Later that night, we convened our roundtable in Albuquerque and spoke with service providers and community leaders from women’s health, childcare, rural dental care, indigenous communities, food security, and immigration sectors.  During our two-hour long conversation, Tina Cordova of Tularosa Basin Downwinders Consortium described the decades-long treatment of New Mexico as a “sacrifice zone” where corporations and government agencies have come in and extracted resources and conducted tests with little regard for the residents.  New Mexico has an endowment fund that is mostly invested and managed out of state.  Another community member described how this treatment has affected people’s view of their self-worth: if your government treats your community like it’s dispensable and not worth the investment, you eventually start to believe it.

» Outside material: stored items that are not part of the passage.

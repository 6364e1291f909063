//! Bounded retry with linear back-off.
//!
//! [`with_retry`] wraps any fallible async operation in a fixed attempt
//! budget. Back-off (`base × attempt`) is slept only after failures the
//! caller classifies as retryable; every failure consumes an attempt slot
//! either way, so a malformed response cannot spin the loop forever.

use std::future::Future;
use std::time::Duration;

/// Attempt budget and back-off base for one retried operation.
#[derive(Debug, Clone, Copy)]
pub struct RetryPolicy {
    /// Total attempts, including the first. Clamped to at least 1.
    pub max_attempts: u32,
    /// Linear back-off base: the sleep after attempt `n` is `base × n`.
    pub backoff_base: Duration,
}

impl RetryPolicy {
    #[must_use]
    pub const fn new(max_attempts: u32, backoff_base: Duration) -> Self {
        Self {
            max_attempts,
            backoff_base,
        }
    }

    fn backoff_after(&self, attempt: u32) -> Duration {
        self.backoff_base.saturating_mul(attempt)
    }
}

/// Outcome of a retried operation.
#[derive(Debug)]
pub enum RetryOutcome<T, E> {
    Success(T),
    /// All attempts failed; carries the last error observed.
    Exhausted(E),
}

impl<T, E> RetryOutcome<T, E> {
    /// Convert to `Option`, discarding the exhaustion error.
    pub fn success(self) -> Option<T> {
        match self {
            RetryOutcome::Success(v) => Some(v),
            RetryOutcome::Exhausted(_) => None,
        }
    }
}

/// Run `operation` up to `policy.max_attempts` times.
///
/// After a failed attempt with budget remaining, sleeps `base × attempt` if
/// `is_retryable(&err)` returns true, otherwise retries immediately. Returns
/// [`RetryOutcome::Exhausted`] with the final error once the budget is spent.
pub async fn with_retry<T, E, F, Fut, R>(
    policy: RetryPolicy,
    is_retryable: R,
    mut operation: F,
) -> RetryOutcome<T, E>
where
    F: FnMut() -> Fut,
    Fut: Future<Output = Result<T, E>>,
    R: Fn(&E) -> bool,
    E: std::fmt::Display,
{
    let max_attempts = policy.max_attempts.max(1);
    let mut attempt = 1u32;
    loop {
        match operation().await {
            Ok(value) => return RetryOutcome::Success(value),
            Err(err) => {
                if attempt >= max_attempts {
                    return RetryOutcome::Exhausted(err);
                }
                if is_retryable(&err) {
                    let delay = policy.backoff_after(attempt);
                    tracing::warn!(
                        attempt,
                        max_attempts,
                        delay_ms = u64::try_from(delay.as_millis()).unwrap_or(u64::MAX),
                        error = %err,
                        "transient generation failure — retrying after back-off"
                    );
                    tokio::time::sleep(delay).await;
                } else {
                    tracing::warn!(
                        attempt,
                        max_attempts,
                        error = %err,
                        "generation failure — retrying immediately"
                    );
                }
                attempt += 1;
            }
        }
    }
}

As I reflect on everything I learned during my trip to New Mexico, it is empathy for all those who feel forgotten or left behind by their government that has stayed with me.  It is my faith, which upholds the dignity and value of every human life, coupled with my patriotism for “We the People,” that firms my resolve that everyone deserves to feel and be treated like a valuable member of society.  One thing Sr. Simone does so well is to help people move past helplessness and despair and towards hopeful action.  At NETWORK, this first roundtable gave  us an opportunity to reflect on how we can lobby for policies that will include the 100%- not just the people with whom it is easiest to engage.  This experience has given me and NETWORK an opportunity to listen more, listen first before acting, and then to act with intentional inclusion.  I am so grateful for the opportunity to have gone to New Mexico and to have met with so many amazing activists  heavily invested in bettering their communities.